L'acte était signé Jean-Baptiste Poquelin Molière et C. Jennequin.

Dans l'inventaire après décès de Molière, une vacation est consacrée au mobilier de cet appartement d'Auteuil. Par ce document, il est aisé de se rendre compte de l'installation de Molière à la campagne. Cette installation n'avait rien de somptueux. Il y avait deux lits, celui de Molière, celui de la chambre d'ami, plus un lit de sangle pour une servante. On remarque une grande abondance de rideaux aux fenêtres, aux lits, aux alcôves, aux portes, même des rideaux « servant au devant d'une cheminée. » Cela fait penser au fils du tapissier.

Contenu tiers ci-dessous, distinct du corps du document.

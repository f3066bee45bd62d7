//! Configuration validation.
//!
//! # Responsibilities
//! - Semantic validation (serde handles syntactic)
//! - Validate value ranges (timeouts > 0, limits > 0)
//! - Check addresses that are only parsed later (metrics endpoint)
//!
//! # Design Decisions
//! - Returns all validation errors, not just first
//! - Validation is pure function: EchoConfig → Result<(), Vec<ValidationError>>
//! - Runs before config is accepted into the system

use std::net::SocketAddr;

use crate::config::schema::EchoConfig;

/// A single semantic problem with a configuration.
#[derive(Debug, Clone, PartialEq, Eq, thiserror::Error)]
#[error("{field}: {message}")]
pub struct ValidationError {
    pub field: &'static str,
    pub message: String,
}

impl ValidationError {
    fn new(field: &'static str, message: impl Into<String>) -> Self {
        Self {
            field,
            message: message.into(),
        }
    }
}

/// Check a parsed configuration, collecting every problem found.
pub fn validate_config(config: &EchoConfig) -> Result<(), Vec<ValidationError>> {
    let mut errors = Vec::new();

    if config.listener.host.trim().is_empty() {
        errors.push(ValidationError::new("listener.host", "must not be empty"));
    }
    if config.dns.timeout_ms == 0 {
        errors.push(ValidationError::new("dns.timeout_ms", "must be greater than zero"));
    }
    if config.dns.max_concurrent == 0 {
        errors.push(ValidationError::new(
            "dns.max_concurrent",
            "must be greater than zero",
        ));
    }
    if config.dns.max_domains == 0 {
        errors.push(ValidationError::new("dns.max_domains", "must be greater than zero"));
    }
    if config.timeouts.request_secs == 0 {
        errors.push(ValidationError::new(
            "timeouts.request_secs",
            "must be greater than zero",
        ));
    }
    if config.limits.max_body_bytes == 0 {
        errors.push(ValidationError::new(
            "limits.max_body_bytes",
            "must be greater than zero",
        ));
    }
    if config.observability.metrics_enabled
        && config
            .observability
            .metrics_address
            .parse::<SocketAddr>()
            .is_err()
    {
        errors.push(ValidationError::new(
            "observability.metrics_address",
            format!(
                "`{}` is not a socket address",
                config.observability.metrics_address
            ),
        ));
    }

    if errors.is_empty() {
        Ok(())
    } else {
        Err(errors)
    }
}
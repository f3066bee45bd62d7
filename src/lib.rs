//! Diagnostic HTTP echo service library.

pub mod config;
pub mod dns;
pub mod handlers;
pub mod http;
pub mod lifecycle;
pub mod observability;
pub mod resilience;
pub mod routing;

pub use config::schema::EchoConfig;
pub use http::EchoServer;
pub use lifecycle::Shutdown;
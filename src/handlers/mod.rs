//! Route handlers and the standard route table.
//!
//! # Routes
//! ```text
//! GET  /                           Hello World!
//! GET  /ping                       pong
//! GET  /ip                         client address (source per variant)
//! GET  /ua                         User-Agent
//! GET  /headers                    request headers minus platform headers
//! GET  /loc                        platform geolocation headers
//! POST /post                       all headers + body
//! GET  /date                       RFC 3339 local time
//! GET  /timestamp                  Unix seconds
//! GET  /check_status               {"status":1}
//! GET  /cookies                    request cookies
//! GET  /cookie_set/:name/:cookie   set a cookie
//! GET  /generate_204               204 No Content
//! GET  /dns/:domains               first IPv4 per domain (standalone only)
//! ```

pub mod cookies;
pub mod echo;
pub mod lookup;
pub mod synthetic;

use crate::config::EchoConfig;
use crate::dns::DnsLimits;
use crate::http::request::RequestContext;
use crate::routing::{Router, RouterError};

/// Build the route table for the configured variant.
pub fn build_router(config: &EchoConfig) -> Result<Router, RouterError> {
    let ip_source = config.routes.client_ip_source();

    let mut router = Router::new();
    router
        .get("/", synthetic::hello)?
        .get("/ping", synthetic::ping)?
        .get("/ip", move |ctx: RequestContext| echo::ip(ctx, ip_source))?
        .get("/ua", echo::user_agent)?
        .get("/headers", echo::headers)?
        .get("/loc", echo::location)?
        .post("/post", echo::post)?
        .get("/date", synthetic::date)?
        .get("/timestamp", synthetic::timestamp)?
        .get("/check_status", synthetic::check_status)?
        .get("/cookies", cookies::list)?
        .get("/cookie_set/:name/:cookie", cookies::set)?
        .get("/generate_204", synthetic::generate_204)?;

    if config.routes.dns_enabled() {
        let limits = DnsLimits::from(&config.dns);
        router.get("/dns/:domains", move |ctx: RequestContext| {
            lookup::dns(ctx, limits)
        })?;
    }

    tracing::debug!(
        routes = router.len(),
        variant = %config.routes.variant,
        dns_enabled = config.routes.dns_enabled(),
        "Route table built"
    );
    Ok(router)
}

#[cfg(test)]
pub(crate) mod test_support {
    use axum::body::Bytes;
    use axum::http::{HeaderMap, HeaderName, HeaderValue, Method};
    use axum::response::IntoResponse;

    use crate::http::request::RequestContext;
    use crate::http::response::Reply;

    pub fn request(
        method: Method,
        path: &str,
        headers: &[(&str, &str)],
        body: Option<&str>,
    ) -> RequestContext {
        let mut map = HeaderMap::new();
        for (name, value) in headers {
            map.append(
                HeaderName::from_bytes(name.as_bytes()).unwrap(),
                HeaderValue::from_str(value).unwrap(),
            );
        }
        RequestContext::new(
            method,
            path,
            map,
            body.map(|b| Bytes::from(b.to_string())),
            "127.0.0.1:40000".parse().unwrap(),
        )
    }

    pub fn get(path: &str) -> RequestContext {
        request(Method::GET, path, &[], Some(""))
    }

    pub async fn body_string(reply: Reply) -> String {
        let bytes = axum::body::to_bytes(reply.into_response().into_body(), usize::MAX)
            .await
            .unwrap();
        String::from_utf8(bytes.to_vec()).unwrap()
    }

    pub async fn body_json(reply: Reply) -> serde_json::Value {
        serde_json::from_str(&body_string(reply).await).unwrap()
    }
}
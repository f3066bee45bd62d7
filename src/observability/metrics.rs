//! Metrics collection and exposition.
//!
//! # Metrics
//! - `echo_requests_total` (counter): requests by method, route, status
//! - `echo_request_duration_seconds` (histogram): handling latency by method, route
//!
//! # Design Decisions
//! - The route label is the registered pattern (`/dns/:domains`), never the
//!   raw path, so label cardinality stays bounded
//! - Methods outside the standard set share the `other` label for the
//!   same reason
//! - Without an installed recorder every call is a no-op

use std::net::SocketAddr;
use std::time::Instant;

use axum::http::Method;
use metrics_exporter_prometheus::{BuildError, PrometheusBuilder};

/// Route label for requests no route matched.
pub const UNMATCHED_ROUTE: &str = "unmatched";

/// Install the Prometheus recorder and its scrape endpoint.
pub fn init_metrics(addr: SocketAddr) -> Result<(), BuildError> {
    PrometheusBuilder::new().with_http_listener(addr).install()?;
    tracing::info!(address = %addr, "Metrics endpoint listening");
    Ok(())
}

/// Method label for metrics. Extension methods collapse into `other`.
pub fn method_label(method: &Method) -> &'static str {
    match method.as_str() {
        "GET" => "GET",
        "POST" => "POST",
        "PUT" => "PUT",
        "DELETE" => "DELETE",
        "HEAD" => "HEAD",
        "OPTIONS" => "OPTIONS",
        "PATCH" => "PATCH",
        "CONNECT" => "CONNECT",
        "TRACE" => "TRACE",
        _ => "other",
    }
}

/// Record one handled request.
pub fn record_request(method: &Method, route: &str, status: u16, start: Instant) {
    let method = method_label(method);
    metrics::counter!(
        "echo_requests_total",
        "method" => method,
        "route" => route.to_string(),
        "status" => status.to_string()
    )
    .increment(1);

    metrics::histogram!(
        "echo_request_duration_seconds",
        "method" => method,
        "route" => route.to_string()
    )
    .record(start.elapsed().as_secs_f64());
}
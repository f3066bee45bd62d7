//! Shared utilities for integration testing.

use std::net::SocketAddr;
use std::time::Duration;

use echo_server::{EchoConfig, EchoServer, Shutdown};
use tokio::net::TcpListener;

/// A running server and the handle that stops it.
pub struct TestServer {
    pub addr: SocketAddr,
    shutdown: Shutdown,
}

impl TestServer {
    pub fn url(&self, path: &str) -> String {
        format!("http://{}{}", self.addr, path)
    }
}

impl Drop for TestServer {
    fn drop(&mut self) {
        self.shutdown.trigger();
    }
}

/// Start a server for `config` on an ephemeral loopback port.
pub async fn start_server(config: EchoConfig) -> TestServer {
    let listener = TcpListener::bind("127.0.0.1:0").await.unwrap();
    let addr = listener.local_addr().unwrap();

    let shutdown = Shutdown::new();
    let server_shutdown = shutdown.subscribe();
    let server = EchoServer::new(config).unwrap();

    tokio::spawn(async move {
        let _ = server.run(listener, server_shutdown).await;
    });

    // Give the accept loop a moment to start.
    tokio::time::sleep(Duration::from_millis(50)).await;

    TestServer { addr, shutdown }
}

pub fn client() -> reqwest::Client {
    reqwest::Client::builder()
        .pool_max_idle_per_host(0)
        .no_proxy()
        .build()
        .unwrap()
}
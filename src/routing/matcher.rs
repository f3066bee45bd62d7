//! Path pattern matching.
//!
//! # Responsibilities
//! - Parse route patterns such as `/cookie_set/:name/:cookie`
//! - Match request paths segment by segment
//! - Bind named segments to their values
//!
//! # Design Decisions
//! - Path matching is case-sensitive
//! - Segment counts must be equal; a missing segment is a non-match
//! - A parameter may bind an empty segment (`/dns/` binds `domains = ""`)
//! - Segments are percent-decoded after splitting, so `%2F` stays inside
//!   its segment
//! - No regex to guarantee O(n) matching

use std::fmt;

use percent_encoding::percent_decode_str;

/// Error produced when a route pattern cannot be parsed.
#[derive(Debug, Clone, PartialEq, Eq, thiserror::Error)]
pub enum PatternError {
    #[error("pattern `{0}` must start with '/'")]
    MissingLeadingSlash(String),

    #[error("pattern `{0}` has a parameter without a name")]
    EmptyParamName(String),

    #[error("pattern `{pattern}` binds `{name}` more than once")]
    DuplicateParam { pattern: String, name: String },
}

#[derive(Debug, Clone, PartialEq, Eq)]
enum Segment {
    Static(String),
    Param(String),
}

/// A parsed route pattern.
#[derive(Debug, Clone, PartialEq, Eq)]
pub struct PathPattern {
    raw: String,
    segments: Vec<Segment>,
}

impl PathPattern {
    /// Parse a pattern. Segments starting with `:` are named parameters.
    pub fn parse(pattern: &str) -> Result<Self, PatternError> {
        let rest = pattern
            .strip_prefix('/')
            .ok_or_else(|| PatternError::MissingLeadingSlash(pattern.to_string()))?;

        let mut segments = Vec::new();
        for part in rest.split('/') {
            match part.strip_prefix(':') {
                Some("") => return Err(PatternError::EmptyParamName(pattern.to_string())),
                Some(name) => {
                    if segments.contains(&Segment::Param(name.to_string())) {
                        return Err(PatternError::DuplicateParam {
                            pattern: pattern.to_string(),
                            name: name.to_string(),
                        });
                    }
                    segments.push(Segment::Param(name.to_string()));
                }
                None => segments.push(Segment::Static(part.to_string())),
            }
        }

        Ok(Self {
            raw: pattern.to_string(),
            segments,
        })
    }

    /// The pattern as it was registered.
    pub fn as_str(&self) -> &str {
        &self.raw
    }

    /// Match a request path, returning the parameter bindings on success.
    pub fn captures(&self, path: &str) -> Option<Params> {
        let rest = path.strip_prefix('/')?;
        let mut parts = rest.split('/');
        let mut params = Params::default();

        for segment in &self.segments {
            let part = percent_decode_str(parts.next()?).decode_utf8_lossy();
            match segment {
                Segment::Static(expected) if *expected == part => {}
                Segment::Static(_) => return None,
                Segment::Param(name) => params.push(name.clone(), part.into_owned()),
            }
        }

        // Trailing segments mean the path is longer than the pattern.
        if parts.next().is_some() {
            return None;
        }
        Some(params)
    }
}

impl fmt::Display for PathPattern {
    fn fmt(&self, f: &mut fmt::Formatter<'_>) -> fmt::Result {
        f.write_str(&self.raw)
    }
}

/// Ordered path parameter bindings for one request.
#[derive(Debug, Clone, Default, PartialEq, Eq)]
pub struct Params {
    bindings: Vec<(String, String)>,
}

impl Params {
    fn push(&mut self, name: String, value: String) {
        self.bindings.push((name, value));
    }

    /// Value bound to `name`, if the matched pattern declares it.
    pub fn get(&self, name: &str) -> Option<&str> {
        self.bindings
            .iter()
            .find(|(n, _)| n == name)
            .map(|(_, v)| v.as_str())
    }

    pub fn iter(&self) -> impl Iterator<Item = (&str, &str)> {
        self.bindings.iter().map(|(n, v)| (n.as_str(), v.as_str()))
    }

    pub fn is_empty(&self) -> bool {
        self.bindings.is_empty()
    }
}

#[cfg(test)]
mod tests {
    use super::*;

    #[test]
    fn test_static_pattern() {
        let root = PathPattern::parse("/").unwrap();
        assert!(root.captures("/").is_some());
        assert!(root.captures("/ping").is_none());

        let ping = PathPattern::parse("/ping").unwrap();
        assert!(ping.captures("/ping").is_some());
        assert!(ping.captures("/ping/").is_none());
        assert!(ping.captures("/PING").is_none()); // Case sensitive
        assert!(ping.captures("/").is_none());
    }

    #[test]
    fn test_param_binding() {
        let pattern = PathPattern::parse("/cookie_set/:name/:cookie").unwrap();
        let params = pattern.captures("/cookie_set/foo/bar").unwrap();
        assert_eq!(params.get("name"), Some("foo"));
        assert_eq!(params.get("cookie"), Some("bar"));
        assert_eq!(params.get("missing"), None);
        assert_eq!(
            params.iter().collect::<Vec<_>>(),
            vec![("name", "foo"), ("cookie", "bar")]
        );
    }

    #[test]
    fn test_param_may_be_empty() {
        let pattern = PathPattern::parse("/cookie_set/:name/:cookie").unwrap();
        let params = pattern.captures("/cookie_set/foo/").unwrap();
        assert_eq!(params.get("cookie"), Some(""));

        let dns = PathPattern::parse("/dns/:domains").unwrap();
        assert_eq!(dns.captures("/dns/").unwrap().get("domains"), Some(""));
    }

    #[test]
    fn test_missing_segment_does_not_match() {
        let pattern = PathPattern::parse("/cookie_set/:name/:cookie").unwrap();
        assert!(pattern.captures("/cookie_set/foo").is_none());
        assert!(pattern.captures("/cookie_set/foo/bar/baz").is_none());

        let dns = PathPattern::parse("/dns/:domains").unwrap();
        assert!(dns.captures("/dns").is_none());
    }

    #[test]
    fn test_segments_are_percent_decoded() {
        let pattern = PathPattern::parse("/cookie_set/:name/:cookie").unwrap();
        let params = pattern.captures("/cookie_set/foo/hello%20world").unwrap();
        assert_eq!(params.get("cookie"), Some("hello world"));

        let dns = PathPattern::parse("/dns/:domains").unwrap();
        let params = dns.captures("/dns/a.com%2Cb.com").unwrap();
        assert_eq!(params.get("domains"), Some("a.com,b.com"));

        // An encoded slash does not split the segment.
        let params = dns.captures("/dns/a%2Fb").unwrap();
        assert_eq!(params.get("domains"), Some("a/b"));

        let ping = PathPattern::parse("/ping").unwrap();
        assert!(ping.captures("/p%69ng").is_some());
    }

    #[test]
    fn test_invalid_patterns() {
        assert_eq!(
            PathPattern::parse("ping"),
            Err(PatternError::MissingLeadingSlash("ping".into()))
        );
        assert!(matches!(
            PathPattern::parse("/a/:/b"),
            Err(PatternError::EmptyParamName(_))
        ));
        assert!(matches!(
            PathPattern::parse("/:x/:x"),
            Err(PatternError::DuplicateParam { .. })
        ));
    }
}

L'article le plus curieux de l'inventaire est l'article qui concerne les livres et qui est ainsi conçu : « Deux tomes in-folio intitulés les Œuvres de Balzac; deux autres volumes des Œuvres et vies de Plutarque; un autre des Essais de Montaigne; un des Métamorphoses d'Ovide; un autre de Héliodore; un autre d'Hérodote; deux autres de Diodore Sicilien; un autre de Valère le Grand. Quatre volumes in-4o : l'un, la Physique de Rohault, un Commentaires de César, un autre du Voyage du Levant, un autre volume d'Horace. Dix-huit autres volumes in-8° et in-12. Prisés, ensemble, 30 livres. »

Voilà tous ouvrages de poids. A moins que l'on ne se rabatte sur les dix-huit volumes mentionnés en bloc, il n'y a rien là pour l'auteur comique. Le théâtre est tout à fait absent de la bibliothèque d'Auteuil.

Les Parisiens prenaient volontiers, alors comme à présent, le prétexte d'aller voir un ami pour faire une promenade à la campagne. Molière recevait à Auteuil d'assez nombreuses visites, si l'on s'en rapporte aux anecdotes concernant la dernière partie de sa vie.

La moins vraisemblable et pourtant la plus authentique de ces anecdoctes est celle du fameux souper d'Auteuil; elle est rapportée par Grimarest et confirmée par Louis Racine dans ses Mémoires sur la vie de Jean Racine.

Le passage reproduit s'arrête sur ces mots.